Death Valley Sand Dunes


                                                                                             part 1, part 2 

This was the best of my Badwater experience. 

It is interesting how things develop. While visiting home, I went birding with my brother Dale. That began my own interest and as I had been hiking, it was easy to combine them both. I did many miles on nearby Mt. Diablo and Bay Area trails. 

One Saturday afternoon after a hike, I happened upon a website called The Day Hiker, I can’t find it now. This fellow lived in Southern California, and would take off early morning making videos of his hikes of up to 50 miles with the goal of “Going early, going light, going fast, and going home, to his wife, a shower, a hot meal, a good drink, and a comfortable bed.”  

I liked the idea. I would add dog, and guitar. 

One of the links on his site was titled “Tired of walking? Try this.” It linked to an Ultrarunner website. Like an idea whose time had come, I was hooked. By Sunday evening, I was familiar with the races locally, statewide, nationally, and abroad. I was captivated by Badwater. It wanted to do it and I began training. 

This would take time. I was a miler in high school, but I hadn’t run in years (decades.)  

In a few months I ran my first race, the 5K event at the springtime Napa Valley Marathon. I did better than I had imagined, doing well in my age group. When I began running, I wanted to just complete the distance. Now, I saw I could compete. 

Over the next year I increased my distances in step-up fashion with the many race opportunities in Bay Area, both road and trail. I volunteered regularly for a local run organizer, Pacific Coast Trail Runs, and Coastal Trail Runs, and got free entries to their races.  

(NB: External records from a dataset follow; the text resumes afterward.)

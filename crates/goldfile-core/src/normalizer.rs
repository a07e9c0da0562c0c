//! Normalizer: replaces volatile values with stable placeholders.
//!
//! UUIDs keep their identity relationships: the n-th distinct UUID (by first
//! appearance) becomes `00000000-0000-0000-0000-` followed by `n` as a
//! 12-digit zero-padded number, at every position it occurred. Timestamps
//! lose identity entirely and collapse to one constant per format.
//!
//! Normalization is a pure function of the text. Each call builds a fresh
//! [`PlaceholderMapping`]; nothing carries over between buffers, so a golden
//! file and an actual output only agree if their UUIDs first appear in the
//! same relative order.
//!
//! The passes work on bytes. Anything outside a match, including invalid
//! UTF-8, is carried through untouched; the `&str` entry points are thin
//! wrappers for callers that already hold text.

use regex::bytes::NoExpand;

use crate::error::Result;
use crate::patterns::{self, RFC3339_PATTERN, RFC7232_PATTERN};
use crate::types::{CompareOptions, VolatileKind, VolatileValue};

/// Prefix shared by every UUID placeholder.
pub const UUID_PLACEHOLDER_PREFIX: &str = "00000000-0000-0000-0000-";

/// Constant every RFC3339 timestamp collapses to.
pub const RFC3339_PLACEHOLDER: &str = "0001-01-01T00:00:00Z";

/// Constant every RFC7232 last-modified timestamp collapses to.
pub const RFC7232_PLACEHOLDER: &str = "Mon, 01 Jan 0001 00:00:00 GMT";

/// The placeholder for the `n`-th distinct UUID, counting from 1.
///
/// ```rust
/// assert_eq!(
///     goldfile_core::uuid_placeholder(1),
///     "00000000-0000-0000-0000-000000000001"
/// );
/// ```
pub fn uuid_placeholder(n: usize) -> String {
    format!("{UUID_PLACEHOLDER_PREFIX}{n:012}")
}

// ---------------------------------------------------------------------------
// PlaceholderMapping
// ---------------------------------------------------------------------------

/// Ordered mapping from first-seen UUID to its placeholder, scoped to one
/// text buffer.
#[derive(Debug, Clone, Default, PartialEq, Eq)]
pub struct PlaceholderMapping {
    entries: Vec<(VolatileValue, String)>,
}

impl PlaceholderMapping {
    /// Build the mapping for every distinct UUID in `text`.
    pub fn from_text(text: impl AsRef<[u8]>) -> Result<Self> {
        let entries = patterns::find_uuids(text)?
            .into_iter()
            .enumerate()
            .map(|(idx, value)| (value, uuid_placeholder(idx + 1)))
            .collect();
        Ok(Self { entries })
    }

    /// Replace every occurrence of each mapped UUID, literally, in mapping
    /// order.
    pub fn apply(&self, bytes: &[u8]) -> Vec<u8> {
        self.entries
            .iter()
            .fold(bytes.to_vec(), |acc, (value, placeholder)| {
                replace_literal(&acc, value.text.as_bytes(), placeholder.as_bytes())
            })
    }

    /// The placeholder assigned to `text`, if it was found.
    pub fn placeholder_for(&self, text: &str) -> Option<&str> {
        self.entries
            .iter()
            .find(|(value, _)| value.text == text)
            .map(|(_, placeholder)| placeholder.as_str())
    }

    pub fn iter(&self) -> impl Iterator<Item = (&VolatileValue, &str)> {
        self.entries.iter().map(|(v, p)| (v, p.as_str()))
    }

    pub fn len(&self) -> usize {
        self.entries.len()
    }

    pub fn is_empty(&self) -> bool {
        self.entries.is_empty()
    }
}

// ---------------------------------------------------------------------------
// Normalization passes
// ---------------------------------------------------------------------------

/// Normalize one kind of volatile value in `bytes`.
pub fn normalize_bytes(bytes: &[u8], kind: VolatileKind) -> Result<Vec<u8>> {
    match kind {
        VolatileKind::Uuid => {
            let mapping = PlaceholderMapping::from_text(bytes)?;
            tracing::trace!(uuids = mapping.len(), "replacing uuids");
            Ok(mapping.apply(bytes))
        }
        VolatileKind::Timestamp => Ok(replace_timestamps(bytes)),
    }
}

/// Apply every normalization `opts` enables, UUIDs before timestamps.
pub fn normalize_bytes_with(bytes: &[u8], opts: &CompareOptions) -> Result<Vec<u8>> {
    opts.volatile_kinds()
        .try_fold(bytes.to_vec(), |acc, kind| normalize_bytes(&acc, kind))
}

/// Normalize one kind of volatile value in `text`.
pub fn normalize(text: &str, kind: VolatileKind) -> Result<String> {
    normalize_bytes(text.as_bytes(), kind).map(into_text)
}

/// [`normalize_bytes_with`] for text.
pub fn normalize_with(text: &str, opts: &CompareOptions) -> Result<String> {
    normalize_bytes_with(text.as_bytes(), opts).map(into_text)
}

/// RFC3339 first over the whole buffer, then RFC7232 over the result.
fn replace_timestamps(bytes: &[u8]) -> Vec<u8> {
    let pass = RFC3339_PATTERN.replace_all(bytes, NoExpand(RFC3339_PLACEHOLDER.as_bytes()));
    RFC7232_PATTERN
        .replace_all(&pass, NoExpand(RFC7232_PLACEHOLDER.as_bytes()))
        .into_owned()
}

fn replace_literal(haystack: &[u8], from: &[u8], to: &[u8]) -> Vec<u8> {
    let mut out = Vec::with_capacity(haystack.len());
    let mut rest = haystack;
    while let Some(at) = rest.windows(from.len()).position(|w| w == from) {
        out.extend_from_slice(&rest[..at]);
        out.extend_from_slice(to);
        rest = &rest[at + from.len()..];
    }
    out.extend_from_slice(rest);
    out
}

// ASCII matches swapped for ASCII placeholders keep valid UTF-8 valid.
fn into_text(bytes: Vec<u8>) -> String {
    String::from_utf8(bytes)
        .unwrap_or_else(|err| String::from_utf8_lossy(err.as_bytes()).into_owned())
}
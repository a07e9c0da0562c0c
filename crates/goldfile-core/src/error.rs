//! Error types for goldfile comparisons.
//!
//! Every failure aborts the whole comparison; there are no retries and no
//! degraded modes. Messages always name the absolute golden file path where
//! one is involved.

use std::path::PathBuf;

use thiserror::Error;

use crate::diff::TextDiff;

/// Main error type for goldfile operations.
#[derive(Debug, Error)]
pub enum GoldenError {
    /// The actual value could not be marshalled to JSON.
    #[error("failed to marshal actual object: {0}")]
    Serialization(#[source] serde_json::Error),

    /// The actual value has no text form under the chosen options.
    #[error(
        "don't know how to convert {variant} to text \
         (consider enabling serialize_as_structured)"
    )]
    UnsupportedType { variant: &'static str },

    /// Text matched the UUID shape but did not parse as a UUID.
    #[error("failed to parse UUID {text:?}: {source}")]
    MalformedUuid {
        text: String,
        #[source]
        source: uuid::Error,
    },

    /// The golden file does not exist.
    #[error("failed to read golden file {path:?}: {source}")]
    NotFound {
        path: PathBuf,
        #[source]
        source: std::io::Error,
    },

    /// Any other filesystem failure.
    #[error("failed to {op} {path:?}: {source}")]
    Io {
        op: &'static str,
        path: PathBuf,
        #[source]
        source: std::io::Error,
    },

    /// Normalized actual output and golden file differ.
    #[error("mismatch of actual output and golden-file {path:?}:\n{diff}")]
    Mismatch { path: PathBuf, diff: TextDiff },

    /// Configuration could not be loaded or deserialized.
    #[error("configuration error: {0}")]
    Config(#[from] config::ConfigError),
}

impl GoldenError {
    /// Whether this error reports a golden file that does not exist.
    pub fn is_not_found(&self) -> bool {
        matches!(self, GoldenError::NotFound { .. })
    }

    /// Whether this error reports differing content.
    pub fn is_mismatch(&self) -> bool {
        matches!(self, GoldenError::Mismatch { .. })
    }
}

/// Result type alias using [`GoldenError`].
pub type Result<T> = std::result::Result<T, GoldenError>;
//! goldfile: golden-file assertions for Rust tests.
//!
//! Compare generated output against a stored reference ("golden") file,
//! optionally ignoring UUIDs and timestamps so that nondeterministic values
//! do not cause spurious mismatches.
//!
//! ```rust,no_run
//! use goldfile::{assert_golden, Actual, CompareOptions};
//!
//! #[derive(serde::Serialize)]
//! struct Person {
//!     name: String,
//! }
//!
//! let person = Person { name: "John".into() };
//! assert_golden!(
//!     "tests/golden/person.golden.json",
//!     Actual::structured(&person),
//!     CompareOptions::default().structured()
//! );
//! ```
//!
//! # Regenerating golden files
//!
//! ```sh
//! GOLDFILE_UPDATE=1 cargo test
//! ```
//!
//! Update mode, a root directory for relative paths and the diff granularity
//! can also be set in a `goldfile.toml` next to `Cargo.toml`; see
//! [`GoldenConfig`].
//!
//! # Architecture
//!
//! ```text
//! compare_with_golden ──► Comparator ──► Serializer ──► Normalizer ──► Store
//!                                                   └──► Diff
//! ```

use std::path::Path;

pub use goldfile_core::{
    compare, config, diff, error, normalize, normalize_bytes, normalize_bytes_with,
    normalize_with, normalizer, patterns, serializer, store, types, Actual, CompareOptions,
    Comparator, DiffGranularity, DiffOp, DiffSpan, DiffStats, GoldenConfig, GoldenError,
    PlaceholderMapping, Result, StructuredValue, TextDiff, VolatileClass, VolatileKind,
    VolatileValue,
};

/// Compare `actual` with the golden file at `path`, failing the calling test
/// on any error.
///
/// Configuration (update mode, root, diff granularity) is loaded from
/// `goldfile.toml` and `GOLDFILE_*` variables on every call.
///
/// # Panics
///
/// Panics with the error message (including the diff on mismatch) when the
/// comparison fails for any reason.
#[track_caller]
pub fn compare_with_golden<'a>(
    path: impl AsRef<Path>,
    actual: impl Into<Actual<'a>>,
    opts: CompareOptions,
) {
    if let Err(err) = try_compare_with_golden(path, actual, opts) {
        panic!("{err}");
    }
}

/// [`compare_with_golden`] returning the error instead of panicking.
pub fn try_compare_with_golden<'a>(
    path: impl AsRef<Path>,
    actual: impl Into<Actual<'a>>,
    opts: CompareOptions,
) -> Result<()> {
    Comparator::from_env()?.compare(path, actual, &opts)
}

/// Assert that a value matches its golden file.
///
/// ```rust,no_run
/// use goldfile::{assert_golden, CompareOptions};
///
/// assert_golden!("tests/golden/greeting.golden", "hello");
/// assert_golden!(
///     "tests/golden/event.golden",
///     "at 2024-01-15T10:00:00Z",
///     CompareOptions::default().datetime_agnostic()
/// );
/// ```
#[macro_export]
macro_rules! assert_golden {
    ($path:expr, $actual:expr $(,)?) => {
        $crate::compare_with_golden($path, $actual, $crate::CompareOptions::default())
    };
    ($path:expr, $actual:expr, $opts:expr $(,)?) => {
        $crate::compare_with_golden($path, $actual, $opts)
    };
}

I ran the Way Too Cool 50K as my first ultramarathon. An Ultra is defined as a run of 31.1 miles, or 50K. There are a few races less than that but always over the marathon distance of 26.2 miles.

I came upon a general rule of thumb that said no matter when you start your running the long distances, it will take five years to get the conditioning and experience needed to be at your peak. With that as a guide, I could project the time for my Badwater run. It would mean a lot of things would have to come together for me to qualify. I was a year and a half into running. 

I volunteered to crew at Badwater the coming summer, and the next two years as well. It was great experience, and also gave me one of the qualifications for the race for when I entered. 

Also, in qualifying for Badwater, you must successfully complete approved longer distances before entering. I ran Western States as my 100-mile qualifier. Western States is also a lottery event, and I got lucky. The timing on this event was crucial as it allowed me a year between it and a hoped for Badwater entry. I now had the qualifications.  

I had successfully navigated the qualifying events. I could now pick my races in my own time as tune ups to Badwater. 

I felt prepared and ready for a good performance, although, I had a couple of aches that stayed with me. The most nagging was the plantar fasciitis. It wouldn’t go away no matter what I did. A dose or two of Ibuprofen would take the edge off most aches for a while. 

Early the next year, I was fortunate, and got my entry. 


My first 50-miler, the out and back Dick Collins Firetrails 50 miler along the San Francisco East Bay Hills and Skyline; the American River 50 Miler, my qualifier for Western States, from Sacramento up along the American River to Auburn; and the out and back Miwok 100K, through the Marin County Headlands; were my big milers. These were the backbone of my training, along with 50Ks as they fit in. 

My first 100 was the Javelina Jundred in Fountain Hills, outside of Then the Western States 100-Mile Endurance Run. The San Diego 1-Day AUA Nationals, a 1-mile loop run, was four months later. The Consumnes River 24-Hour track run at Consumnes River College, south of Sacramento, three months before Badwater, was my last long, long run. 

 I had a good number of races under my belt, but was mindful of the fact that where I had run four 100 milers, there were those who had dozens of them. It was humbling. These runners had achieved a conditioning that they could run a 100-miler every three or four weeks. There are runners doing races of hundreds of miles, some taking weeks to complete.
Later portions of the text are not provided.